→ **Aim of the task**
An exact, complete copy of the lines below is the expected answer.

Saved data entries
▼
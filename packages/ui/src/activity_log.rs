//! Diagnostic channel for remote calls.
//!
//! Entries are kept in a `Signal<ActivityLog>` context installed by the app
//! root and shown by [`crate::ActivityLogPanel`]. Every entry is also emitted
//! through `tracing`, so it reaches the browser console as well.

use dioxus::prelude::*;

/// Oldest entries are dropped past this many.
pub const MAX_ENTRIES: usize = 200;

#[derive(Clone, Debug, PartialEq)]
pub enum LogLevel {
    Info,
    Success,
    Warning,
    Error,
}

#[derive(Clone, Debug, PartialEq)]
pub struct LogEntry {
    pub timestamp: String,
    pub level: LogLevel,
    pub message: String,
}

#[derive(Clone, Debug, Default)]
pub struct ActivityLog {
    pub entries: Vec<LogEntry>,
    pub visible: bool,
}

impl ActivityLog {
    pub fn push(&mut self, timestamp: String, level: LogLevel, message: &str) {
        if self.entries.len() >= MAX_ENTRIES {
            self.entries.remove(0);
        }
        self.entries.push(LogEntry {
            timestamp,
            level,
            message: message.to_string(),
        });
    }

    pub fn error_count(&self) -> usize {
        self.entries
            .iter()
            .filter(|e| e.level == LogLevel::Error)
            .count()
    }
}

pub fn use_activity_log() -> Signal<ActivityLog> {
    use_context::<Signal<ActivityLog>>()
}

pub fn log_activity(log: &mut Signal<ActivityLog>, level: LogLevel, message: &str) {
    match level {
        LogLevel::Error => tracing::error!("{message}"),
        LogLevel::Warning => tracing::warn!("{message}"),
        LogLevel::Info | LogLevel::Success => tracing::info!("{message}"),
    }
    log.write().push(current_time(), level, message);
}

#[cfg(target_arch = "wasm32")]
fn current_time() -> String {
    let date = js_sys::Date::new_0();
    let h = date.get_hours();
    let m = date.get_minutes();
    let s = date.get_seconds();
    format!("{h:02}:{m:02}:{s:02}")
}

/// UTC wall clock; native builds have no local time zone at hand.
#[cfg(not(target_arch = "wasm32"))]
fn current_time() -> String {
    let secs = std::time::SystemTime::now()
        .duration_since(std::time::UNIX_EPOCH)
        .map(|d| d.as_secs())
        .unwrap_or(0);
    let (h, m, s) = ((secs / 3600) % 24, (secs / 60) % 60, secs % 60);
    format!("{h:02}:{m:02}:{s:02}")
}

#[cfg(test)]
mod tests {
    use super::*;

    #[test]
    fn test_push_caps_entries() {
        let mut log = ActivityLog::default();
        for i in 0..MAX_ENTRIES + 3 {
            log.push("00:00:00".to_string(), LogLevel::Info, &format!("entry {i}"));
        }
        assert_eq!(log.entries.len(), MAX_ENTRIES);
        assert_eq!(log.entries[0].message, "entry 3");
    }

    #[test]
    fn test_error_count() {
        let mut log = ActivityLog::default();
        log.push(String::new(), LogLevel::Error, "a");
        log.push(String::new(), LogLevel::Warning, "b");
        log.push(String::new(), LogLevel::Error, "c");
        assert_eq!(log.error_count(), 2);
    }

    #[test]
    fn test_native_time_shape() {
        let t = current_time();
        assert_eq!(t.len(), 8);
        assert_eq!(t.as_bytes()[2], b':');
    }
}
▲
→ **Finished exercise**
filename packages/ui/src/activity_log.rs
//! Diagnostic channel for remote calls.
//!
//! Entries are kept in a `Signal<ActivityLog>` context installed by the app
//! root and shown by [`crate::ActivityLogPanel`]. Every entry is also emitted
//! through `tracing`, so it reaches the browser console as well.

use dioxus::prelude::*;

/// Oldest entries are dropped past this many.
pub const MAX_ENTRIES: usize = 200;

#[derive(Clone, Debug, PartialEq)]
pub enum LogLevel {
    Info,
    Success,
    Warning,
    Error,
}

#[derive(Clone, Debug, PartialEq)]
pub struct LogEntry {
    pub timestamp: String,
    pub level: LogLevel,
    pub message: String,
}

#[derive(Clone, Debug, Default)]
pub struct ActivityLog {
    pub entries: Vec<LogEntry>,
    pub visible: bool,
}

impl ActivityLog {
    pub fn push(&mut self, timestamp: String, level: LogLevel, message: &str) {
        if self.entries.len() >= MAX_ENTRIES {
            self.entries.remove(0);
        }
        self.entries.push(LogEntry {
            timestamp,
            level,
            message: message.to_string(),
        });
    }

    pub fn error_count(&self) -> usize {
        self.entries
            .iter()
            .filter(|e| e.level == LogLevel::Error)
            .count()
    }
}

pub fn use_activity_log() -> Signal<ActivityLog> {
    use_context::<Signal<ActivityLog>>()
}

pub fn log_activity(log: &mut Signal<ActivityLog>, level: LogLevel, message: &str) {
    match level {
        LogLevel::Error => tracing::error!("{message}"),
        LogLevel::Warning => tracing::warn!("{message}"),
        LogLevel::Info | LogLevel::Success => tracing::info!("{message}"),
    }
    log.write().push(current_time(), level, message);
}

#[cfg(target_arch = "wasm32")]
fn current_time() -> String {
    let date = js_sys::Date::new_0();
    let h = date.get_hours();
    let m = date.get_minutes();
    let s = date.get_seconds();
    format!("{h:02}:{m:02}:{s:02}")
}

/// UTC wall clock; native builds have no local time zone at hand.
#[cfg(not(target_arch = "wasm32"))]
fn current_time() -> String {
    let secs = std::time::SystemTime::now()
        .duration_since(std::time::UNIX_EPOCH)
        .map(|d| d.as_secs())
        .unwrap_or(0);
    let (h, m, s) = ((secs / 3600) % 24, (secs / 60) % 60, secs % 60);
    format!("{h:02}:{m:02}:{s:02}")
}

#[cfg(test)]
mod tests {
    use super::*;

    #[test]
    fn test_push_caps_entries() {
        let mut log = ActivityLog::default();
        for i in 0..MAX_ENTRIES + 3 {
            log.push("00:00:00".to_string(), LogLevel::Info, &format!("entry {i}"));
        }
        assert_eq!(log.entries.len(), MAX_ENTRIES);
        assert_eq!(log.entries[0].message, "entry 3");
    }

    #[test]
    fn test_error_count() {
        let mut log = ActivityLog::default();
        log.push(String::new(), LogLevel::Error, "a");
        log.push(String::new(), LogLevel::Warning, "b");
        log.push(String::new(), LogLevel::Error, "c");
        assert_eq!(log.error_count(), 2);
    }

    #[test]
    fn test_native_time_shape() {
        let t = current_time();
        assert_eq!(t.len(), 8);
        assert_eq!(t.as_bytes()[2], b':');
    }
}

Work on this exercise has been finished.